Several indexes are provided:

* pointsIndex: it is the number of points in the text divided by the number of words. The closer to one, the more readable, as shorter sentences are involved.
* newParagraphIndex: it is the number of new paragraphs in the text divided by the number of words. The closer to the point index, the more readable it is, as it involves shorter paragraphs.
* CommaIndex: the number of commas in the text divided by the number of words. The closer to zero the more readable.
* extensionIndex: ratio between the number of syllables in lexical words and the number of lexical words, lexical words being understood  as nouns, verbs, adjectives and adverbs. As it is an average, it implies that results between 1 and 2 mean a predominance of words between one and two syllables, so it will be more readable.
* triPoliIndex: ratio of the number of trisyllabic and polysyllabic words to the number of lexical words. The closer to zero the more readable.
* lexicTriPoliIndex: ratio of the  number of trisyllabic and polysyllabic lexical  words to the numberof lexical words. The closer to zero the more readable.

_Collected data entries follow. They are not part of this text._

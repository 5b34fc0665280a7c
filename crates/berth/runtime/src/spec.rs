//! What we ask the runtime to run, and what it tells us back.

use std::collections::BTreeMap;

use berth_types::{FleetStatus, Identity, MemoryLimit, RuntimeId};
use serde::{Deserialize, Serialize};

/// Label marking containers created by berth.
pub const MANAGED_LABEL: &str = "berth.managed";

/// Deployment-wide container settings shared by every game server
#[derive(Debug, Clone, PartialEq, Eq, Serialize, Deserialize)]
#[serde(default)]
pub struct RuntimeTemplate {
    /// Image every game server runs.
    pub image: String,

    /// Port the game server listens on inside the container.
    pub container_port: u16,

    /// Environment passed to every container.
    pub env: BTreeMap<String, String>,

    /// Extra labels; the managed label is always added.
    pub labels: BTreeMap<String, String>,
}

impl Default for RuntimeTemplate {
    fn default() -> Self {
        Self {
            image: "itzg/minecraft-server".to_string(),
            container_port: 25565,
            env: BTreeMap::from([("EULA".to_string(), "TRUE".to_string())]),
            labels: BTreeMap::new(),
        }
    }
}

impl RuntimeTemplate {
    pub fn container_spec(&self, identity: &Identity, memory_limit: MemoryLimit) -> ContainerSpec {
        let mut labels = self.labels.clone();
        labels.insert(MANAGED_LABEL.to_string(), "true".to_string());
        ContainerSpec {
            name: identity.name.clone(),
            image: self.image.clone(),
            host_port: identity.port,
            container_port: self.container_port,
            env: self.env.clone(),
            memory_limit,
            labels,
        }
    }
}

/// A fully-resolved container creation request
#[derive(Debug, Clone, PartialEq, Eq, Serialize, Deserialize)]
pub struct ContainerSpec {
    pub name: String,
    pub image: String,
    pub host_port: u16,
    pub container_port: u16,
    pub env: BTreeMap<String, String>,
    pub memory_limit: MemoryLimit,
    pub labels: BTreeMap<String, String>,
}

/// Live state as reported by the runtime
#[derive(Debug, Clone, Copy, PartialEq, Eq, Hash, Serialize, Deserialize)]
#[serde(rename_all = "snake_case")]
pub enum LiveStatus {
    Created,
    Running,
    Paused,
    Restarting,
    Exited,
    Dead,
}

impl LiveStatus {
    /// The fleet status a record should carry for this live state.
    pub fn as_fleet_status(&self) -> FleetStatus {
        match self {
            LiveStatus::Running | LiveStatus::Restarting => FleetStatus::Running,
            LiveStatus::Created | LiveStatus::Paused | LiveStatus::Exited | LiveStatus::Dead => {
                FleetStatus::Stopped
            }
        }
    }
}

/// A container as seen by the runtime
#[derive(Debug, Clone, PartialEq, Eq, Serialize, Deserialize)]
pub struct ContainerInfo {
    pub runtime_id: RuntimeId,
    pub name: String,
    pub status: LiveStatus,
}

* diversityIndex: ratio between the  number of different words in the text and the total number of words. A number close to zero implies excessive redundancy of the same terms, which makes the text tedious, while a number close to one means high diversity, which makes it less readable.
* lexicalFreqIndex: ratio between the number of low-frequency lexical words and the number of lexical words. The "Corpus de la Real Academia Española" (CREA) and the 'Gran diccionario del uso del español actual' will be used as a reference. The closer to zero the more readable.
* wordForPhraseIndex: quotient resulting from the division between the number of words in the text and the number of sentences. For a text to be easy to read, the length of the sentences must be between 15 and 20 words maximum.
* sentenceComplexityIndex: the result of dividing the number of sentences by the number of propositions. The minimum value is 1 and the maximum is infinite, although above 5 it is difficult to mantain coherence and clarity of expression. 
* complexityIndex: quotient between the number of low-frequency syllables and the total number of syllables (reference: 'Diccionario de frecuencias de las unidades lingüísticas del castellano'). The closer to zero the more readable.
* fernandezHuerta: is the result of 206.84-0.6P-1.02F, where P is the number of syllables per 100 words  and F is the number of sentences per 100 words. The higher the result the more readable.